9/11 and the use of memory

By Jill Segger
September 12, 2011

“This is the use of memory – for liberation.” These lines from Little Gidding have been coiling round my mind and demanding a context as the world remembers the events of 11 September 2001.

First, the remembrance of the fact. My parents' generation always remembered where they were and what they were doing when the news of President Kennedy's assassination broke. We remember 9/11 in a similar manner.

It was the day Tony Blair was due to address the TUC Conference in Brighton. I had switched on the TV, laid pen and notebook in readiness and gone into the kitchen to pour a cup of tea. Returning, I saw a plane fly into a skyscraper and assumed for a moment that I had tuned to the wrong channel and was seeing a disaster movie. Even as the loop played over and over and the scrolling information at the bottom of the screen revealed the truth, it was hard to grasp what was happening. In the hours and days that followed, that feeling intensified. It did not seem hyperbolic to believe that nothing was ever going to be quite the same again.
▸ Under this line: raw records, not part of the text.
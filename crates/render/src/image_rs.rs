//! [`ImageBackend`] implementation over the `image` crate
//!
//! Decoded images are held as RGBA8 in a handle table. Headers are probed with
//! `imagesize`, which reads only the first few bytes of the file.

use std::collections::HashMap;
use std::fmt;
use std::str::FromStr;
use std::sync::atomic::{AtomicU64, Ordering};
use std::sync::{Arc, Mutex, PoisonError};

use image::imageops::{self, FilterType};
use image::{ImageError, Rgba, Rgba32FImage, RgbaImage};
use serde::{Deserialize, Serialize};

use crate::backend::{BackendResult, DecodeError, ImageBackend, RawHandle, RawImage};
use crate::geometry::{resize_dimensions, PixelRect, Resolution, SourceDimensions};
use crate::pixels::{PixelBuffer, RgbaPixels, SharedPixels};
use crate::source::ImageSource;

/// Resampling kernel
#[derive(Debug, Clone, Copy, PartialEq, Eq, Hash, Serialize, Deserialize)]
#[serde(rename_all = "kebab-case")]
pub enum ResampleKernel {
    Nearest,
    Linear,
    CatmullRom,
    Gaussian,
    Lanczos3,
}

impl ResampleKernel {
    pub fn filter_type(self) -> FilterType {
        match self {
            ResampleKernel::Nearest => FilterType::Nearest,
            ResampleKernel::Linear => FilterType::Triangle,
            ResampleKernel::CatmullRom => FilterType::CatmullRom,
            ResampleKernel::Gaussian => FilterType::Gaussian,
            ResampleKernel::Lanczos3 => FilterType::Lanczos3,
        }
    }

    pub fn as_str(self) -> &'static str {
        match self {
            ResampleKernel::Nearest => "nearest",
            ResampleKernel::Linear => "linear",
            ResampleKernel::CatmullRom => "catmull-rom",
            ResampleKernel::Gaussian => "gaussian",
            ResampleKernel::Lanczos3 => "lanczos3",
        }
    }
}

impl fmt::Display for ResampleKernel {
    fn fmt(&self, f: &mut fmt::Formatter<'_>) -> fmt::Result {
        f.write_str(self.as_str())
    }
}

impl FromStr for ResampleKernel {
    type Err = String;

    fn from_str(s: &str) -> Result<Self, Self::Err> {
        match s.trim().to_ascii_lowercase().as_str() {
            "nearest" => Ok(ResampleKernel::Nearest),
            "linear" | "bilinear" | "triangle" => Ok(ResampleKernel::Linear),
            "catmull-rom" | "catmullrom" | "bicubic" => Ok(ResampleKernel::CatmullRom),
            "gaussian" => Ok(ResampleKernel::Gaussian),
            "lanczos3" | "lanczos" => Ok(ResampleKernel::Lanczos3),
            other => Err(format!("unknown resample kernel '{}'", other)),
        }
    }
}

/// Kernels used when shrinking and when enlarging
#[derive(Debug, Clone, Copy, PartialEq, Eq)]
pub struct ResampleConfig {
    pub downscale: ResampleKernel,
    pub upscale: ResampleKernel,

    /// Average in linear light when shrinking, so fine high-contrast
    /// detail keeps its perceived brightness
    pub linear_light: bool,
}

impl Default for ResampleConfig {
    fn default() -> Self {
        Self {
            downscale: ResampleKernel::Lanczos3,
            upscale: ResampleKernel::CatmullRom,
            linear_light: false,
        }
    }
}

fn srgb_to_linear(value: u8) -> f32 {
    let c = value as f32 / 255.0;
    if c <= 0.04045 {
        c / 12.92
    } else {
        ((c + 0.055) / 1.055).powf(2.4)
    }
}

fn linear_to_srgb(value: f32) -> u8 {
    let c = value.clamp(0.0, 1.0);
    let encoded = if c <= 0.003_130_8 {
        c * 12.92
    } else {
        1.055 * c.powf(1.0 / 2.4) - 0.055
    };
    (encoded * 255.0).round() as u8
}

/// Resample with the colour channels decoded to linear light. Alpha is
/// already linear and only rescaled to `[0, 1]`.
fn resize_linear_light(image: &RgbaImage, width: u32, height: u32, filter: FilterType) -> RgbaImage {
    let lut: Vec<f32> = (0..=255u8).map(srgb_to_linear).collect();
    let linear = Rgba32FImage::from_fn(image.width(), image.height(), |x, y| {
        let Rgba([r, g, b, a]) = *image.get_pixel(x, y);
        Rgba([
            lut[r as usize],
            lut[g as usize],
            lut[b as usize],
            a as f32 / 255.0,
        ])
    });
    let resized = imageops::resize(&linear, width, height, filter);
    RgbaImage::from_fn(width, height, |x, y| {
        let Rgba([r, g, b, a]) = *resized.get_pixel(x, y);
        Rgba([
            linear_to_srgb(r),
            linear_to_srgb(g),
            linear_to_srgb(b),
            (a.clamp(0.0, 1.0) * 255.0).round() as u8,
        ])
    })
}

/// Backend decoding with the `image` crate
pub struct ImageRsBackend {
    images: Mutex<HashMap<RawHandle, Arc<RgbaImage>>>,
    next_handle: AtomicU64,
    resample: ResampleConfig,
}

impl ImageRsBackend {
    pub fn new() -> Self {
        Self::with_resample(ResampleConfig::default())
    }

    pub fn with_resample(resample: ResampleConfig) -> Self {
        Self {
            images: Mutex::new(HashMap::new()),
            next_handle: AtomicU64::new(1),
            resample,
        }
    }

    pub fn resample(&self) -> ResampleConfig {
        self.resample
    }

    /// Number of handles not yet released
    pub fn live_handles(&self) -> usize {
        self.images.lock().unwrap_or_else(PoisonError::into_inner).len()
    }

    fn insert(&self, image: RgbaImage) -> RawImage {
        let handle = RawHandle(self.next_handle.fetch_add(1, Ordering::Relaxed));
        let (width, height) = image.dimensions();
        self.images
            .lock()
            .unwrap_or_else(PoisonError::into_inner)
            .insert(handle, Arc::new(image));
        RawImage::new(handle, width, height)
    }

    fn get(&self, handle: RawHandle) -> BackendResult<Arc<RgbaImage>> {
        self.images
            .lock()
            .unwrap_or_else(PoisonError::into_inner)
            .get(&handle)
            .cloned()
            .ok_or_else(|| DecodeError::CorruptData(format!("unknown image handle {}", handle.0)))
    }

    fn kernel_for(&self, source: Resolution, target: Resolution) -> FilterType {
        if target.exceeds(source) {
            self.resample.upscale.filter_type()
        } else {
            self.resample.downscale.filter_type()
        }
    }

    fn scale(&self, image: &RgbaImage, target: Resolution) -> RgbaImage {
        let source = Resolution::new(image.width(), image.height());
        let filter = self.kernel_for(source, target);
        if self.resample.linear_light && !target.exceeds(source) {
            resize_linear_light(image, target.width, target.height, filter)
        } else {
            imageops::resize(image, target.width, target.height, filter)
        }
    }
}

impl Default for ImageRsBackend {
    fn default() -> Self {
        Self::new()
    }
}

fn map_image_error(err: ImageError) -> DecodeError {
    match err {
        ImageError::Unsupported(e) => DecodeError::UnsupportedFormat(e.to_string()),
        ImageError::Decoding(e) => DecodeError::CorruptData(e.to_string()),
        ImageError::Limits(e) => DecodeError::NativeAllocationFailure(e.to_string()),
        ImageError::IoError(e) => DecodeError::Io(e),
        other => DecodeError::CorruptData(other.to_string()),
    }
}

fn map_probe_error(err: imagesize::ImageError) -> DecodeError {
    match err {
        imagesize::ImageError::NotSupported => {
            DecodeError::UnsupportedFormat("unrecognised image header".to_string())
        }
        imagesize::ImageError::CorruptedImage => {
            DecodeError::CorruptData("truncated or malformed image header".to_string())
        }
        imagesize::ImageError::IoError(e) => DecodeError::Io(e),
        #[allow(unreachable_patterns)]
        other => DecodeError::CorruptData(other.to_string()),
    }
}

impl ImageBackend for ImageRsBackend {
    fn probe_dimensions(&self, source: &ImageSource) -> BackendResult<SourceDimensions> {
        let size = match source {
            ImageSource::Memory(bytes) => imagesize::blob_size(bytes),
            ImageSource::File(path) => imagesize::size(path),
        }
        .map_err(map_probe_error)?;

        let width = u32::try_from(size.width)
            .map_err(|_| DecodeError::CorruptData(format!("width {} out of range", size.width)))?;
        let height = u32::try_from(size.height)
            .map_err(|_| DecodeError::CorruptData(format!("height {} out of range", size.height)))?;
        if width == 0 || height == 0 {
            return Err(DecodeError::CorruptData(format!(
                "image header reports empty size {}x{}",
                width, height
            )));
        }
        Ok(SourceDimensions::new(width, height))
    }

    fn decode(&self, source: &ImageSource) -> BackendResult<RawImage> {
        let decoded = match source {
            ImageSource::Memory(bytes) => image::load_from_memory(bytes).map_err(map_image_error)?,
            ImageSource::File(path) => image::ImageReader::open(path)?
                .with_guessed_format()?
                .decode()
                .map_err(map_image_error)?,
        };
        Ok(self.insert(decoded.into_rgba8()))
    }

    fn extract_region(&self, handle: RawHandle, rect: PixelRect) -> BackendResult<RawImage> {
        let image = self.get(handle)?;
        if !rect.fits_within(image.width(), image.height()) {
            return Err(DecodeError::OutOfBounds {
                rect,
                width: image.width(),
                height: image.height(),
            });
        }
        let region = imageops::crop_imm(image.as_ref(), rect.x, rect.y, rect.width, rect.height)
            .to_image();
        Ok(self.insert(region))
    }

    fn resize(
        &self,
        handle: RawHandle,
        width: u32,
        height: u32,
        crop_to_fill: bool,
    ) -> BackendResult<RawImage> {
        let image = self.get(handle)?;
        let source = Resolution::new(image.width(), image.height());
        let target = resize_dimensions(source, Resolution::new(width, height), crop_to_fill);

        if !crop_to_fill {
            let resized = self.scale(&image, target);
            return Ok(self.insert(resized));
        }

        // Scale until both axes cover the target, then crop the centre
        let ratio = (target.width as f64 / source.width as f64)
            .max(target.height as f64 / source.height as f64);
        let cover = Resolution::new(
            ((source.width as f64 * ratio).ceil() as u32).max(target.width),
            ((source.height as f64 * ratio).ceil() as u32).max(target.height),
        );
        let scaled = self.scale(&image, cover);
        let x = (cover.width - target.width) / 2;
        let y = (cover.height - target.height) / 2;
        let cropped = imageops::crop_imm(&scaled, x, y, target.width, target.height).to_image();
        Ok(self.insert(cropped))
    }

    fn import_pixels(&self, pixels: &dyn PixelBuffer) -> BackendResult<RawImage> {
        let bytes = pixels.as_rgba8().ok_or_else(|| {
            DecodeError::UnsupportedFormat("pixel buffer is not resident in memory".to_string())
        })?;
        let image = RgbaImage::from_raw(pixels.width(), pixels.height(), bytes.to_vec())
            .ok_or_else(|| {
                DecodeError::CorruptData(format!(
                    "{} bytes do not form a {}x{} RGBA image",
                    bytes.len(),
                    pixels.width(),
                    pixels.height()
                ))
            })?;
        Ok(self.insert(image))
    }

    fn to_pixel_buffer(&self, handle: RawHandle) -> BackendResult<SharedPixels> {
        let image = self.get(handle)?;
        let pixels = RgbaPixels::new(image.width(), image.height(), image.as_raw().clone())
            .ok_or_else(|| DecodeError::CorruptData("pixel data length mismatch".to_string()))?;
        Ok(pixels.into_shared())
    }

    fn release(&self, handle: RawHandle) {
        self.images
            .lock()
            .unwrap_or_else(PoisonError::into_inner)
            .remove(&handle);
    }
}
Next, I remember the fear. All our public places and institutions felt vulnerable. Civil aviation, in all its unremarkable ubiquity, had taken on a new and terrifying lethal potential. For a generation who had not known war, the idea that death and destruction could fall without warning from the sky was profoundly de-stabilising. I recall standing still in the street, shortly after the ban on flying was lifted, as a jet-liner flew low over the town. Everyone in my line of vision was doing the same. We looked up and froze. I remember wondering how long this paralysis of fear would persist in our collective and individual behaviour.

It is that fear which made possible the worst aspects of the US and UK responses. Frightened populations are more likely to be pliable and uncritical. George Bush, the most bellicose and intellectually unsophisticated US president in recent history was smart enough to see that. And the devastation which he and his willing subaltern Blair unleashed on Iraq and Afghanistan in the name of the “war on terror”, is only gradually becoming subject to real questioning from political and military thinkers.

Then remember the corruption of language; its perversion from tool of reason to weapon of propaganda. Leaving aside the irrationality of 'warring' against an abstract noun, the very use of the word 'war' permits only one solution - the use of armed force. All the power and potential of diplomacy, dialogue, development, negotiation, intelligence and non-violent resolution were discounted in the imaginations of power and public alike by the term. And its spin-offs: “wanted, dead or alive”; “if you're not for us you're against us”; “these are the bad guys” “ we will prevail” served to simplify, to polarise, to close down analysis and to de-humanise. Among their sour fruits were Guantanamo Bay, Abu Ghraib and the process of 'extraordinary rendition'.

For those of us who did not lose anyone in the atrocities of 9/11, the duty of remembering is not just that of memorialising those taken so horribly and untimely out of life on an apparently peaceful morning in early autumn. That must be done, so that the bereaved, both individually and as a nation, might find some comfort in a community of mourning. We have to find the symbols and rites which recognise the enormity of the act and the magnitude of the loss. But these actions of remembrance must also enable reflection and contemplation, must make space for recognition of something more than the shaking of a mailed fist, and must make possible the moving away from horror and fear towards a future of peace and reconciliation.

If such a future is to be possible, we have to be liberated from the divisive and sclerotic concepts which grew out of the devastation of 9/11. We have to question the rhetoric which would perpetuate that thinking and we have to believe that out of the grief, the anger and the pain, we can be liberated to achieve something better – for the sake of the dead of 9/11 and of Iraq and Afghanistan as well as for ourselves and our children.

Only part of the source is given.